* Task to carry out
If a line below contains the word "negative", count it; give only the total.

* Saved data entries

☆ ☆ ☆ ☆ ☆

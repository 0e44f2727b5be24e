//! This library implements the [Laplace approximation](https://gaussianprocess.org/gpml/chapters/RW3.pdf)
//! of the posterior of [Gaussian Process](https://en.wikipedia.org/wiki/Gaussian_process) models
//! with non-gaussian likelihoods (logit and probit classification, robust Student-t regression).
//!
//! Given a kernel model, a mean model and a likelihood model, the inference engine finds the mode of
//! the posterior over latent function values, factorizes the resulting gaussian approximation and
//! evaluates the negative log marginal likelihood `nlZ` along with its derivatives with respect to
//! every hyperparameter, ready to be fed to a hyperparameter optimizer.
//!
//! When the likelihood is not log-concave (Student-t), the negative hessian of the log likelihood
//! may have negative entries at the mode: the approximation then switches from a Cholesky to a
//! LU based factorization.
//!
//! The engine is implemented by [SingleLaplaceInference] parameterized by [LaplaceParams].
//! The mode search is either a Newton method with Brent line search or a first order method
//! (L-BFGS, steepest descent) from [argmin](https://docs.rs/argmin), see [LaplaceMinimizer].
mod algorithm;
mod errors;
mod hyperparameters;
pub mod kernel_models;
pub mod likelihood_models;
mod linalg;
pub mod mean_models;
mod optimization;
mod parameters;
mod utils;

pub use algorithm::*;
pub use errors::*;
pub use hyperparameters::*;
pub use optimization::*;
pub use parameters::*;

☆ ☆ ☆ ☆ ☆

* Written solution
3